- _TASK INSTRUCTIONS_
Would you quote the material below from its first line through the line containing "and restarts the", exactly and with both ends included?

= Beginning of Section =

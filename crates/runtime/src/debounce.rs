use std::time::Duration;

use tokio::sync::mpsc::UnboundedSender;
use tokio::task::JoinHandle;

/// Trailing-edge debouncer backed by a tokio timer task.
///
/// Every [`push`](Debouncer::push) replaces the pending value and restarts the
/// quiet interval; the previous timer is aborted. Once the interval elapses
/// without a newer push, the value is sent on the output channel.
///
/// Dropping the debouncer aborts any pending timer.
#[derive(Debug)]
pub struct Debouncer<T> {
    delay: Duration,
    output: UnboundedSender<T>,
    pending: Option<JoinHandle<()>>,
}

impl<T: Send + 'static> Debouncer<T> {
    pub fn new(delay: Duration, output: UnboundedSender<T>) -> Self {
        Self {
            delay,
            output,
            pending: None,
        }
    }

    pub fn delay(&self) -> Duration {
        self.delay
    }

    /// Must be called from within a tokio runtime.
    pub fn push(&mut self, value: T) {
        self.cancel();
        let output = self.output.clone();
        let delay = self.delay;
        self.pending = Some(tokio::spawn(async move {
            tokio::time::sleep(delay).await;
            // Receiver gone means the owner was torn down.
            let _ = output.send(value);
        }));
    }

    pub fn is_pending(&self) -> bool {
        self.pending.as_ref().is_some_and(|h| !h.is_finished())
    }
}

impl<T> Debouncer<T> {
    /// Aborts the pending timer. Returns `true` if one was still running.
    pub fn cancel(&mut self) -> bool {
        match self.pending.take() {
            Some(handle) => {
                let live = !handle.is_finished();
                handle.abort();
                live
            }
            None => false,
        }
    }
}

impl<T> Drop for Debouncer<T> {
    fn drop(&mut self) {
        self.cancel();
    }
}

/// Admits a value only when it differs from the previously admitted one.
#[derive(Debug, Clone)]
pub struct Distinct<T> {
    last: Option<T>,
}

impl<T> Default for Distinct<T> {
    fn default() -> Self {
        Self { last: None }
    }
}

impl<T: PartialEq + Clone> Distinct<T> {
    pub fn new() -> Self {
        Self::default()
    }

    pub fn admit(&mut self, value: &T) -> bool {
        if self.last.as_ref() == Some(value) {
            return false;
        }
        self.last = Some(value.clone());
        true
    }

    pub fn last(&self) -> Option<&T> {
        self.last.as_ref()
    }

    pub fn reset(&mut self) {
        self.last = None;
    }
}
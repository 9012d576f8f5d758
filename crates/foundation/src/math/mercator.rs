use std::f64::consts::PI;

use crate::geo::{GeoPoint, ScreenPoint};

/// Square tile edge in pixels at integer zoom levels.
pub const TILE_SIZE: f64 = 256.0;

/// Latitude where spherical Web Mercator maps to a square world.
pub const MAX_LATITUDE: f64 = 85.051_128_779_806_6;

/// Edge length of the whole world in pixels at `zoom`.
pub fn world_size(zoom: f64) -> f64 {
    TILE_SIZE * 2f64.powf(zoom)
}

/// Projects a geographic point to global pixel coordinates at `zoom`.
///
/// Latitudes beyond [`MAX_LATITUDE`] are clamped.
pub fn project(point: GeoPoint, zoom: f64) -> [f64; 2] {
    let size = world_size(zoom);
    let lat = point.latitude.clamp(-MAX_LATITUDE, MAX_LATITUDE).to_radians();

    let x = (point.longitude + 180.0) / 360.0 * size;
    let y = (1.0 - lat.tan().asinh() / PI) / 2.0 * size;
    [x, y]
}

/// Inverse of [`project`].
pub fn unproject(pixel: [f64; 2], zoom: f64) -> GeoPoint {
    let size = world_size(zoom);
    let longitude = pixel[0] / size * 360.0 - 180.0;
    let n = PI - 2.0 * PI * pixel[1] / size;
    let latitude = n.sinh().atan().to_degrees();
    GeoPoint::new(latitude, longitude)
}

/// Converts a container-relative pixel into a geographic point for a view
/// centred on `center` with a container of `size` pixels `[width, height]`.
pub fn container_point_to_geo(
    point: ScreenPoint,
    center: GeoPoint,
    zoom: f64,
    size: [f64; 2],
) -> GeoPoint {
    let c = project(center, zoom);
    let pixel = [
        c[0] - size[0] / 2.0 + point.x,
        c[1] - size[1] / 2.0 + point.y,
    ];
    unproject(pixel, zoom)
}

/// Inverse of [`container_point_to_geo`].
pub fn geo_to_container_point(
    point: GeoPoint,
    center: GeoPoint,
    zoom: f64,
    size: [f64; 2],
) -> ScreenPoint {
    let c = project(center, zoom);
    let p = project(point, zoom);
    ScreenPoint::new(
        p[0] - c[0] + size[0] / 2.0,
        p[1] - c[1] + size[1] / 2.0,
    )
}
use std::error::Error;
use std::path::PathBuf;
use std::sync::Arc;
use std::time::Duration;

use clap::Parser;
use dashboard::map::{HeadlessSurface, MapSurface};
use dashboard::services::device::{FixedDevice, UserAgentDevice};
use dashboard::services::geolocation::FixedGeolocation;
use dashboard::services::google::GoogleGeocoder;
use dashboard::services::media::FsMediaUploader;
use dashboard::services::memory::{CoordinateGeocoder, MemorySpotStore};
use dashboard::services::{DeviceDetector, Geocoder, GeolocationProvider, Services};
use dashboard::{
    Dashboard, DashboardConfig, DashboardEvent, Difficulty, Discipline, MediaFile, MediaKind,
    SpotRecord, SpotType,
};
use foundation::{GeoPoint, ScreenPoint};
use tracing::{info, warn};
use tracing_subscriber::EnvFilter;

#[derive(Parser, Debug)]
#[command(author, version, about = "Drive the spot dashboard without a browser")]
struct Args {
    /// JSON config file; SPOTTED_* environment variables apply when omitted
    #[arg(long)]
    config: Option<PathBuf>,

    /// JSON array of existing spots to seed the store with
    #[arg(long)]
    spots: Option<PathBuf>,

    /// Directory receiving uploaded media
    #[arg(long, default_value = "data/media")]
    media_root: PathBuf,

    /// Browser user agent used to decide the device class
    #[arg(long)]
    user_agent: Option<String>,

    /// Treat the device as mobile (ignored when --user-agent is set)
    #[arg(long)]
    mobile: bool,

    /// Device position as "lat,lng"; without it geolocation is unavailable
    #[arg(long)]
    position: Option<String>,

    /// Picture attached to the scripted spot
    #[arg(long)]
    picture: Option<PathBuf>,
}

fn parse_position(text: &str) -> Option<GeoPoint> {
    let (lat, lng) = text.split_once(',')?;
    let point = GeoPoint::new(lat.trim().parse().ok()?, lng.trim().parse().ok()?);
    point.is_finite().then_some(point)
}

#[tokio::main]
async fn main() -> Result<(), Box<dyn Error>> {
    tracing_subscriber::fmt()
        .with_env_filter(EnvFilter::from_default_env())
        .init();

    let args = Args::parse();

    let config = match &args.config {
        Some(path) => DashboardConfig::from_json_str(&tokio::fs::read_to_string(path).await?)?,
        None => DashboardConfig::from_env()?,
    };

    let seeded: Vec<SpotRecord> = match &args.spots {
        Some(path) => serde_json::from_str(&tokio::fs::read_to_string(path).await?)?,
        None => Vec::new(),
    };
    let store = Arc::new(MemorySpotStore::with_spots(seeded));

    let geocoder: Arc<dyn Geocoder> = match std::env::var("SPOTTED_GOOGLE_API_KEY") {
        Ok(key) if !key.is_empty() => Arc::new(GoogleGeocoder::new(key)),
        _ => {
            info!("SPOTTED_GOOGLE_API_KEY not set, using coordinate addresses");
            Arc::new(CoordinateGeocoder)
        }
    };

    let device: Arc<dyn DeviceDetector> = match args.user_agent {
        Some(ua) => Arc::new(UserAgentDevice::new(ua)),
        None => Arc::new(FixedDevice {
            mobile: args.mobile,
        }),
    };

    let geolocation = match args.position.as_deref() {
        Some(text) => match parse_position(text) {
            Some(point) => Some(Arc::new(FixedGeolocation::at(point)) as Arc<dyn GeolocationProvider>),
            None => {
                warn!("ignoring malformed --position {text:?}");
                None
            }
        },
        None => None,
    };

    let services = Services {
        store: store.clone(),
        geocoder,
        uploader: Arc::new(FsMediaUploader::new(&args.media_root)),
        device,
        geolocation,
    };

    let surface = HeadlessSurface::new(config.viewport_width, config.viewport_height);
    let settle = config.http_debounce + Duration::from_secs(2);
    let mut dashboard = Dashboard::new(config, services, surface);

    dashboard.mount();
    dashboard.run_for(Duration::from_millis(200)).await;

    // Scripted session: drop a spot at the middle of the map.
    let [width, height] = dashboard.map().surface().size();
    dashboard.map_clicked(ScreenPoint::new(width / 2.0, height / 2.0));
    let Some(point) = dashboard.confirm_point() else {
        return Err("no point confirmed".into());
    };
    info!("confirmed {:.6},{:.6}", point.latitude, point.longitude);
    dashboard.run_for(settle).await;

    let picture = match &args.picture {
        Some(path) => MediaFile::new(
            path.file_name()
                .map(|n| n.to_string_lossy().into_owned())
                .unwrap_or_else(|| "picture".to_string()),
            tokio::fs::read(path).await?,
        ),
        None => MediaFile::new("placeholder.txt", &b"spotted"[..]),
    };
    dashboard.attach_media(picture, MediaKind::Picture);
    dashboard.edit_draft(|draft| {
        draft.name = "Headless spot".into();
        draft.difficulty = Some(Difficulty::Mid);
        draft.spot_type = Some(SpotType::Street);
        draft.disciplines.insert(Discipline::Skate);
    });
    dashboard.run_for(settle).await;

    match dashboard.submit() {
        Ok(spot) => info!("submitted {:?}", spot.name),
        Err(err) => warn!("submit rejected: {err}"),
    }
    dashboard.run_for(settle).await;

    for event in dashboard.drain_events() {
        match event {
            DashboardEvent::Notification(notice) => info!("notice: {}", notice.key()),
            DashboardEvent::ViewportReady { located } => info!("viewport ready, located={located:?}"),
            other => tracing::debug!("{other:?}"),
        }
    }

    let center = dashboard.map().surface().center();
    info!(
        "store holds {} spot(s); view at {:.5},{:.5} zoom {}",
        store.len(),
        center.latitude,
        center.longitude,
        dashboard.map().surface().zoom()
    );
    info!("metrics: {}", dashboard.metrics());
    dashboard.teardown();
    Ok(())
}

= End of Section =

- _OUTPUT BELOW_
filename crates/runtime/src/debounce.rs
use std::time::Duration;

use tokio::sync::mpsc::UnboundedSender;
use tokio::task::JoinHandle;

/// Trailing-edge debouncer backed by a tokio timer task.
///
/// Every [`push`](Debouncer::push) replaces the pending value and restarts the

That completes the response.